Howard Dean made a surprise visit at the breakfast this morning, and proceeded to make a wonderful 25 minute speech about the role of the blogosphere in the presidential campaign. To Dean, we’re more important than we think. He also commented on his campaign and his exit and said it wasn’t the media’s fault that his campaign ended. He also said in response to a question that his relationship with John Kerry is very good and relatively close. Dean was very engaging and downright impressive, as he consistently is. I loved listening to him and seeing him up close, and now know why he inspired many of you who supported him early on.
The mainstream press and even TV were all over us bloggers today. As I said earlier, there were reporters from several major newspapers, magazines, and NPR at our breakfast today, wanting to check us out. Any doubts that the conventional media types had about the impact and legitimacy of the blogosphere in our politics were dispelled by Dean's speech, and the effort made by the national party to support our efforts and carve out a role for us at this convention.
There were some really good speeches today, most notably the speech by Jimmy Carter, who gave a direct, succinct indictment of the Bush foreign policy. Carter managed in 15 minutes to lay out a great case summarizing all of the weaknesses in Bush’s overall approach, and it was well received in the hall. Carter’s voice seemed to be weaker than normal, and some of us expressed concern about that. But the force and conciseness of his arguments were a model for many Democratic politicians to follow.
Al Gore gave a relaxed and effective speech, the kind of speech that seemed too often to be lacking during his own campaign in 2000. Gore was well received by the crowd and gave a glimpse of his many gifts and showed a side of his public persona that has always been there but which was inexplicably submerged in that race.
I was unable to see Hillary’s speech, although it is safe to say one thing: every time her name was mentioned or image shown to the crowd, a large cheer went up. To me clearly, she is the most popular person in the hall.
As for the president, Clinton was Clinton. He owned the room, and he frankly is and will be the rock star of this party for years to come. He was able to summarize a case for Kerry and Edwards in clear, catchy language, and pointed out how Bush has squandered what Clinton had left him. And the place buzzes when he is there.
Several things were clear in the hall today. There was a lot of energy amongst the party today, and if anything the convention will serve to reenergize the base after several months of dwindling excitement since Kerry wrapped up the nomination. Secondly, as the time approached for the Carter, Gore, and the Clintons to speak, the hall filled totally up, even up to the cheap seats where we bloggers were sitting. After seeing the hall relatively empty during most of the day, as 7:00 PM approached tonight, a large crowd of folks seemed to storm the hall to get seats. I got to see Michael Moore, Al Franken, Jesse Jackson, an ailing Ted Sorenson, and the usual members of the media hoof it into the hall tonight, including the Fox guys. By the way, everyone is shorter in person than they seem on TV, especially Republicans.

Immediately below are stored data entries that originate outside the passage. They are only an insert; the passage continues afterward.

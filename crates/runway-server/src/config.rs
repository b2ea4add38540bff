use anyhow::Context;
use std::env;

pub const DEFAULT_SHEETS_API: &str = "https://sheets.googleapis.com/v4/spreadsheets";

/// Where entity sheets are stored
#[derive(Debug, Clone, PartialEq, Eq)]
pub enum BackendConfig {
    /// In-process sheets, lost on exit
    Memory,
    /// Remote spreadsheet over HTTP
    Http {
        api_base: String,
        spreadsheet_id: String,
        access_token: String,
    },
}

/// Server configuration
#[derive(Debug, Clone)]
pub struct Config {
    /// Server host address
    pub host: String,
    /// Server port
    pub port: u16,
    pub backend: BackendConfig,
}

impl Config {
    /// Load configuration from environment variables
    pub fn from_env() -> anyhow::Result<Self> {
        Self::from_lookup(|key| env::var(key).ok())
    }

    fn from_lookup(get: impl Fn(&str) -> Option<String>) -> anyhow::Result<Self> {
        let host = get("HOST").unwrap_or_else(|| "0.0.0.0".to_string());
        let port = get("PORT")
            .unwrap_or_else(|| "3000".to_string())
            .parse()
            .context("PORT must be a port number")?;

        let backend = match get("SHEETS_BACKEND").as_deref().unwrap_or("memory") {
            "memory" => BackendConfig::Memory,
            "http" => BackendConfig::Http {
                api_base: get("SHEETS_API_BASE").unwrap_or_else(|| DEFAULT_SHEETS_API.to_string()),
                spreadsheet_id: get("SPREADSHEET_ID")
                    .context("SPREADSHEET_ID is required for the http backend")?,
                access_token: get("SHEETS_ACCESS_TOKEN")
                    .context("SHEETS_ACCESS_TOKEN is required for the http backend")?,
            },
            other => anyhow::bail!("unknown SHEETS_BACKEND: {other}"),
        };

        Ok(Self {
            host,
            port,
            backend,
        })
    }

    pub fn backend_kind(&self) -> &'static str {
        match self.backend {
            BackendConfig::Memory => "memory",
            BackendConfig::Http { .. } => "http",
        }
    }
}

#[cfg(test)]
mod tests {
    use super::*;
    use std::collections::HashMap;

    fn lookup(pairs: &[(&str, &str)]) -> impl Fn(&str) -> Option<String> {
        let map: HashMap<String, String> = pairs
            .iter()
            .map(|(k, v)| (k.to_string(), v.to_string()))
            .collect();
        move |key: &str| map.get(key).cloned()
    }

    #[test]
    fn test_defaults() {
        let config = Config::from_lookup(lookup(&[])).unwrap();
        assert_eq!(config.host, "0.0.0.0");
        assert_eq!(config.port, 3000);
        assert_eq!(config.backend, BackendConfig::Memory);
    }

    #[test]
    fn test_http_backend() {
        let config = Config::from_lookup(lookup(&[
            ("SHEETS_BACKEND", "http"),
            ("SPREADSHEET_ID", "abc"),
            ("SHEETS_ACCESS_TOKEN", "secret"),
            ("PORT", "8080"),
        ]))
        .unwrap();

        assert_eq!(config.port, 8080);
        assert_eq!(
            config.backend,
            BackendConfig::Http {
                api_base: DEFAULT_SHEETS_API.to_string(),
                spreadsheet_id: "abc".to_string(),
                access_token: "secret".to_string(),
            }
        );
    }

    #[test]
    fn test_http_backend_needs_credentials() {
        assert!(Config::from_lookup(lookup(&[("SHEETS_BACKEND", "http")])).is_err());
        assert!(Config::from_lookup(lookup(&[("SHEETS_BACKEND", "carrier-pigeon")])).is_err());
        assert!(Config::from_lookup(lookup(&[("PORT", "nope")])).is_err());
    }
}
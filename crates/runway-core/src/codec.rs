//! Tabular record codec.
//!
//! A sheet is a rectangular block whose first row names the fields. Every
//! following row decodes into a [`Record`]; the last declared field is always
//! array-valued and receives every cell from its column onwards.

use serde::{Deserialize, Serialize};
use std::collections::BTreeMap;

use crate::value::CellValue;

/// Named scalar fields of a row, in the shape callers hand to mutations
pub type Fields = BTreeMap<String, CellValue>;

/// A decoded field: positional fields are scalars, the trailing field is a list.
///
/// Records built outside the codec (API payloads) may carry a bare scalar in
/// the list position; see [`Record::normalize_list`].
#[derive(Debug, Clone, PartialEq, Serialize, Deserialize)]
#[serde(untagged)]
pub enum FieldValue {
    Many(Vec<CellValue>),
    One(CellValue),
}

impl FieldValue {
    pub fn into_list(self) -> Vec<CellValue> {
        match self {
            FieldValue::Many(values) => values,
            FieldValue::One(value) => vec![value],
        }
    }
}

/// One data row of a sheet
#[derive(Debug, Clone, PartialEq, Serialize, Deserialize)]
pub struct Record {
    /// 1-based row number within the data block (header excluded)
    pub number: usize,
    pub fields: BTreeMap<String, FieldValue>,
}

static EMPTY: CellValue = CellValue::Empty;

impl Record {
    /// Scalar field lookup; absent fields read as empty
    pub fn get(&self, name: &str) -> &CellValue {
        match self.fields.get(name) {
            Some(FieldValue::One(value)) => value,
            Some(FieldValue::Many(values)) => values.first().unwrap_or(&EMPTY),
            None => &EMPTY,
        }
    }

    /// List field lookup; absent fields read as an empty list
    pub fn list(&self, name: &str) -> &[CellValue] {
        match self.fields.get(name) {
            Some(FieldValue::Many(values)) => values,
            Some(FieldValue::One(value)) => std::slice::from_ref(value),
            None => &[],
        }
    }

    /// Wrap a bare scalar in the list field into a one-element list.
    ///
    /// Only the scalar-to-singleton case is coerced; nothing else changes.
    pub fn normalize_list(&mut self, name: &str) {
        let normalized = match self.fields.remove(name) {
            Some(FieldValue::One(value)) => FieldValue::Many(vec![value]),
            Some(many) => many,
            None => FieldValue::Many(Vec::new()),
        };
        self.fields.insert(name.to_string(), normalized);
    }
}

/// Decode a header-first block into records
pub fn decode_block(block: &[Vec<CellValue>]) -> Vec<Record> {
    let Some((header, rows)) = block.split_first() else {
        return Vec::new();
    };
    let names: Vec<String> = header.iter().map(CellValue::as_text).collect();

    rows.iter()
        .enumerate()
        .map(|(index, row)| decode_row(&names, index + 1, row))
        .collect()
}

fn decode_row(names: &[String], number: usize, row: &[CellValue]) -> Record {
    let mut fields = BTreeMap::new();

    if let Some((last, positional)) = names.split_last() {
        for (col, name) in positional.iter().enumerate() {
            let value = row.get(col).cloned().unwrap_or_default();
            fields.insert(name.clone(), FieldValue::One(value));
        }
        let overflow = row.get(positional.len()..).unwrap_or_default().to_vec();
        fields.insert(last.clone(), FieldValue::Many(overflow));
    }

    Record { number, fields }
}

/// Build a value row for a sheet from its header row.
///
/// Each header except the last is looked up in `fields`; the overflow cells
/// follow. Missing fields are written as empty cells with a warning.
pub fn build_row(header: &[CellValue], fields: &Fields, overflow: &[CellValue]) -> Vec<CellValue> {
    let positional = header.len().saturating_sub(1);
    let mut row = Vec::with_capacity(positional + overflow.len());

    for name in header.iter().take(positional).map(CellValue::as_text) {
        match fields.get(&name) {
            Some(value) => row.push(value.clone()),
            None => {
                tracing::warn!(field = %name, "field missing from row, writing empty cell");
                row.push(CellValue::Empty);
            }
        }
    }
    row.extend_from_slice(overflow);

    row
}

#[cfg(test)]
mod tests {
    use super::*;

    fn cells(values: &[f64]) -> Vec<CellValue> {
        values.iter().copied().map(CellValue::Number).collect()
    }

    fn header(names: &[&str]) -> Vec<CellValue> {
        names.iter().map(|n| CellValue::from(*n)).collect()
    }

    #[test]
    fn test_overflow_folds_into_last_field() {
        let block = vec![header(&["a", "b", "c"]), cells(&[1.0, 2.0, 3.0, 4.0, 5.0])];
        let records = decode_block(&block);

        assert_eq!(records.len(), 1);
        let record = &records[0];
        assert_eq!(record.number, 1);
        assert_eq!(record.get("a"), &CellValue::Number(1.0));
        assert_eq!(record.get("b"), &CellValue::Number(2.0));
        assert_eq!(record.list("c"), cells(&[3.0, 4.0, 5.0]).as_slice());
    }

    #[test]
    fn test_empty_overflow_is_empty_list() {
        let block = vec![header(&["a", "b", "c"]), cells(&[1.0, 2.0])];
        let record = &decode_block(&block)[0];

        assert_eq!(record.fields.get("c"), Some(&FieldValue::Many(Vec::new())));
    }

    #[test]
    fn test_short_rows_and_numbering() {
        let block = vec![header(&["a", "b", "c"]), cells(&[1.0]), vec![], cells(&[7.0, 8.0, 9.0])];
        let records = decode_block(&block);

        assert_eq!(records.iter().map(|r| r.number).collect::<Vec<_>>(), vec![1, 2, 3]);
        assert_eq!(records[0].get("b"), &CellValue::Empty);
        assert!(records[1].list("c").is_empty());
        assert_eq!(records[2].list("c"), cells(&[9.0]).as_slice());
    }

    #[test]
    fn test_empty_block() {
        assert!(decode_block(&[]).is_empty());
        assert!(decode_block(&[header(&["a", "b"])]).is_empty());
    }

    #[test]
    fn test_normalize_scalar_list() {
        let mut record = Record {
            number: 4,
            fields: BTreeMap::from([("c".to_string(), FieldValue::One(CellValue::Number(3.0)))]),
        };
        record.normalize_list("c");
        assert_eq!(
            record.fields.get("c"),
            Some(&FieldValue::Many(vec![CellValue::Number(3.0)]))
        );

        record.normalize_list("missing");
        assert_eq!(record.fields.get("missing"), Some(&FieldValue::Many(Vec::new())));
    }

    #[test]
    fn test_build_row_orders_by_header() {
        let fields = Fields::from([
            ("b".to_string(), CellValue::Number(2.0)),
            ("a".to_string(), CellValue::from("x")),
        ]);
        let row = build_row(&header(&["a", "b", "c"]), &fields, &cells(&[5.0, 6.0]));

        assert_eq!(
            row,
            vec![
                CellValue::from("x"),
                CellValue::Number(2.0),
                CellValue::Number(5.0),
                CellValue::Number(6.0),
            ]
        );
    }

    #[test]
    fn test_build_row_blanks_missing_fields() {
        let fields = Fields::from([("a".to_string(), CellValue::Number(1.0))]);
        let row = build_row(&header(&["a", "b", "c"]), &fields, &[]);

        assert_eq!(row, vec![CellValue::Number(1.0), CellValue::Empty]);
    }

    #[test]
    fn test_payload_accepts_scalar_or_list() {
        let one: FieldValue = serde_json::from_str("3").unwrap();
        assert_eq!(one, FieldValue::One(CellValue::Number(3.0)));
        let many: FieldValue = serde_json::from_str("[3, 4]").unwrap();
        assert_eq!(many.into_list(), cells(&[3.0, 4.0]));
    }
}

I might note that the job that the Kerry camp and the party are doing managing the convention and the campaign got a big thumbs up from Time Magazine’s Michael Duffy and Karen Tumulty on tonight’s Charlie Rose show, which of course aired already here. This is noteworthy since Tumulty was one of Gore’s tormentors in the 2000 campaign. It is clear that she thinks much better of Kerry this time.
A great first day, and I look forward to checking out other events and perhaps Boston itself in the coming days as we head into Wednesday night and Edwards’s speech.
P. S. - In response to some of your "requests" on what to cover while I am here, please understand that I got in late last night and had no chance to cover the protests. Secondly, I understand the concerns of those of you who want bloggers to cover things that the mainstream media may not cover, especially since in some cases bloggers asked their readers to chip in to pay the costs of their trip. As you know, I did not ask for such contributions and footed the entire bill for this junket myself. And there is little chance of my being co-opted by the mainstream guys, as I am too small compared to the big bloggers to even care about this. There was plenty of attitude from both sides this morning at the breakfast, and some edge to the questions from the conventional media at first, but once they realized that a) we weren't monsters from space, and b) were better informed than some of them, we got along just fine.